When asked which scenarios of CBD sale might prompt legal action, the FDA said it had no additional comments. Many of the companies operating in the CBD space have opted to remain intrastate – or within a state that has legalized THC – to invoke the protections of State law. However, the massive increase in the market has enticed large interstate corporations from entering the market, which will prompt additional regulatory scrutiny and further issues with banking and tax law.

CBD and Ohio Law

In 2016, House Bill 523 was passed establishing a medical marijuana program in Ohio. The bill allows for Ohio residents with certain medical conditions (shown bewlo) to obtain medical marijuana with a doctor’s prescription. The bill also authorized dispensaries to sell the CBD hemp oil and other CBD products to Ohio residents. However, the program has had significant setbacks and is not expected to be fully operational until sometime this year.
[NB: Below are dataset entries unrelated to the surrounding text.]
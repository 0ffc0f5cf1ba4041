//! Foreign transactions over remote PostgreSQL-compatible servers.
//!
//! [`ConnectionCache`] keeps one link per user mapping for the lifetime of
//! a session and mirrors the local transaction and its subtransactions on
//! each remote server it touches. At commit, [`ForeignTxnCoordinator`]
//! finishes every participant: one-phase when at most one node wrote,
//! otherwise two-phase with an agreed global CSN, handing anything it cannot
//! finish to the [`FdwXactResolver`].

pub mod catalog;
pub mod connection;
pub mod coordinator;
pub mod fdw_xact;
pub mod inval;
pub mod link;
pub mod pg_link;
pub mod resolver;
pub mod scripted;
pub mod xact;


pub use catalog::{catalog_hash, ConnParams, ForeignCatalog, ForeignServer, MemCatalog, UserMapping};
pub use connection::{ConnectionCache, ConnectionHandle, ConnectionInfo, Participant, XactState};
pub use coordinator::{fdwxact_id, CommitOutcome, ForeignTxnCoordinator};
pub use fdw_xact::ForeignXact;
pub use inval::{CatalogCache, CatalogInvalidation, CatalogObserver, InvalidationBus, InvalidationInbox};
pub use link::{Connector, LinkStatus, RemoteLink, RemoteTxnStatus};
pub use pg_link::{PgConnector, PgLink};
pub use resolver::{FdwXactResolver, FdwXactResolverHandle, FdwXactStatus, PendingFdwXact, ResolverMetrics};
pub use scripted::{Fault, RemoteScript, ScriptedConnector, ScriptedLink};
pub use xact::{LocalXactState, SubXactEvent, SubXactObserver};
//! CSN generation and the shared clock state behind it.
//!
//! A CSN is the local wall clock in nanoseconds, but clocks stall and step
//! backwards, so the generator remembers the largest value it handed out and
//! never returns anything at or below it.

use std::sync::atomic::{AtomicU64, Ordering};
use std::sync::Arc;
use std::time::{Duration, SystemTime, UNIX_EPOCH};

use parking_lot::Mutex;

use meridian_common::error::CsnError;
use meridian_common::types::{Csn, Xid, XidCsn};
use meridian_observability::{record_csn_generated, record_csn_wal_assignment};

use crate::csn_log::CsnWal;

/// Source of wall-clock readings.
pub trait ClockSource: Send + Sync {
    /// Nanoseconds since the Unix epoch.
    fn now_nanos(&self) -> u64;
}

/// The operating system clock.
#[derive(Debug, Default, Clone, Copy)]
pub struct SystemClock;

impl ClockSource for SystemClock {
    fn now_nanos(&self) -> u64 {
        SystemTime::now()
            .duration_since(UNIX_EPOCH)
            .map(|d| d.as_nanos() as u64)
            .unwrap_or(0)
    }
}

/// Hand-driven clock for tests and simulations.
#[derive(Debug, Default)]
pub struct ManualClock {
    nanos: AtomicU64,
}

impl ManualClock {
    pub fn new(start_nanos: u64) -> Self {
        Self {
            nanos: AtomicU64::new(start_nanos),
        }
    }

    pub fn set(&self, nanos: u64) {
        self.nanos.store(nanos, Ordering::SeqCst);
    }

    pub fn advance(&self, by: Duration) {
        self.nanos.fetch_add(by.as_nanos() as u64, Ordering::SeqCst);
    }
}

impl ClockSource for ManualClock {
    fn now_nanos(&self) -> u64 {
        self.nanos.load(Ordering::SeqCst)
    }
}

/// Shared clock state, guarded by the generator's mutex.
#[derive(Debug, Clone, Copy)]
struct ClockState {
    /// Largest CSN handed out so far.
    last_max_csn: Csn,
    /// Highest CSN covered by a WAL assignment record.
    last_csn_log_wal: Csn,
    /// First xid whose visibility is decided by CSN; INVALID until set.
    xmin_for_csn: Xid,
}

/// Process-wide CSN generator. Constructed once at startup and shared by
/// reference with every backend.
pub struct CsnGenerator {
    state: Mutex<ClockState>,
    clock: Arc<dyn ClockSource>,
    wal: Arc<dyn CsnWal>,
    wal_interval_secs: u64,
}

impl CsnGenerator {
    pub fn new(clock: Arc<dyn ClockSource>, wal: Arc<dyn CsnWal>, wal_interval_secs: u64) -> Self {
        Self {
            state: Mutex::new(ClockState {
                last_max_csn: Csn(0),
                last_csn_log_wal: Csn(0),
                xmin_for_csn: Xid::INVALID,
            }),
            clock,
            wal,
            wal_interval_secs,
        }
    }

    /// Current wall-clock reading, without touching the shared state.
    pub fn clock_now(&self) -> Csn {
        Csn(self.clock.now_nanos())
    }

    /// Produce a CSN strictly greater than every CSN produced before.
    ///
    /// Fails if the WAL assignment record cannot be written or the CSN range
    /// is used up; the caller's transaction must not proceed in either case.
    pub fn generate(&self) -> Result<Csn, CsnError> {
        let candidate = self.clock.now_nanos().max(XidCsn::FIRST_NORMAL_RAW);
        let mut state = self.state.lock();

        let bumped = candidate <= state.last_max_csn.0;
        let csn = if bumped {
            let next = state
                .last_max_csn
                .0
                .checked_add(1)
                .ok_or(CsnError::CsnExhausted(state.last_max_csn))?;
            state.last_max_csn = Csn(next);
            state.last_max_csn
        } else {
            state.last_max_csn = Csn(candidate);
            Csn(candidate)
        };

        // Reserve a stretch of CSN space ahead of us in one WAL record, so a
        // restart resumes above anything handed out before the crash.
        if csn >= state.last_csn_log_wal {
            let reserved = csn.plus_secs(self.wal_interval_secs);
            self.wal.log_csn_assignment(reserved)?;
            state.last_csn_log_wal = reserved;
            record_csn_wal_assignment();
        }
        drop(state);

        record_csn_generated(bumped);
        Ok(csn)
    }

    /// Make sure every later CSN is above `csn`. Used when a CSN decided
    /// elsewhere (imported snapshot, agreed global commit CSN) enters this
    /// node.
    pub fn advance_to(&self, csn: Csn) {
        let mut state = self.state.lock();
        if csn > state.last_max_csn {
            state.last_max_csn = csn;
        }
    }

    /// Resume after crash recovery from the last logged assignment.
    pub fn restore_after_recovery(&self, last_logged: Csn) {
        let mut state = self.state.lock();
        if last_logged > state.last_max_csn {
            state.last_max_csn = last_logged;
        }
        state.last_csn_log_wal = last_logged;
        tracing::info!(last_logged = last_logged.0, "restored CSN clock state from WAL");
    }

    pub fn last_max_csn(&self) -> Csn {
        self.state.lock().last_max_csn
    }

    pub fn last_csn_log_wal(&self) -> Csn {
        self.state.lock().last_csn_log_wal
    }

    /// Record the xid from which CSN lookups become authoritative. Called
    /// when snapshots switch from xid-based to CSN-based, with the next xid
    /// to be assigned.
    pub fn set_xmin_for_csn(&self, next_xid: Xid) {
        self.state.lock().xmin_for_csn = next_xid;
        tracing::debug!(xmin_for_csn = next_xid.0, "CSN horizon set");
    }

    pub fn xmin_for_csn(&self) -> Xid {
        self.state.lock().xmin_for_csn
    }
}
The conditions for which marijuana (and CBD) can be prescribed in Ohio are also incredibly narrow comparative to many states. As of this article, the conditions approved for medical marijuana in Ohio are:

  1. AIDS 
  2. Amyotrophic lateral sclerosis 
  3. Alzheimer’s disease 
  4. Cancer 
  5. Chronic traumatic encephalopathy 
  6. Crohn’s disease 
  7. Epilepsy or another seizure disorder 
  8. Fibromyalgia 
  9. Glaucoma 
  10. Hepatitis C 
  11. Inflammatory bowel disease 
  12. Multiple sclerosis 
  13. Pain that is either chronic and severe or intractable 
  14. Parkinson’s disease 
  15. Positive status for HIV 
  16. Post-traumatic stress disorder 
  17. Sickle cell anemia 
  18. Spinal cord disease or injury 
  19. Tourette’s syndrome 
  20. Traumatic brain injury 
  21. Ulcerative colitis

In August 2018, The Ohio Board of Pharmacy ruled that CBD products are illegal unless sold by licensed dispensaries who are part of Ohio’s state-sanctioned medical marijuana program. “Until dispensaries are operational,” the board wrote, “no one, including board licensees, may possess or sell CBD oil or other marijuana-related products.” The first state-approved dispensaries are expected to open their doors in early 2019.

This is a common misconception in Ohio – that CBD is legal no matter where it is bought. The simple fact is that, as of July 19th, 2019, CBD is still illegal in Ohio unless purchased through a medical dispensary.

However, there is an effort underway in the Ohio Legislature to form a legal pathway for the manufacture and distribution of hemp-derived CBD products. Senate Bill 57 would set up a framework for regulating hemp cultivation and processing, which includes extracting the compound cannabidiol, or CBD. The bill passed the Ohio Senate in a 30-0 vote and went to the House for consideration.

Today – July 8th, 2019 – the Ohio House of Representatives similarly passed the law – which would permit Hemp-Derived CBD that contains less that 0.3% THC. The law will know go to Governor Mike DeWine for consideration and will become effective immediately if he signs it. 

Until then – CBD is not legal in Ohio without a prescription.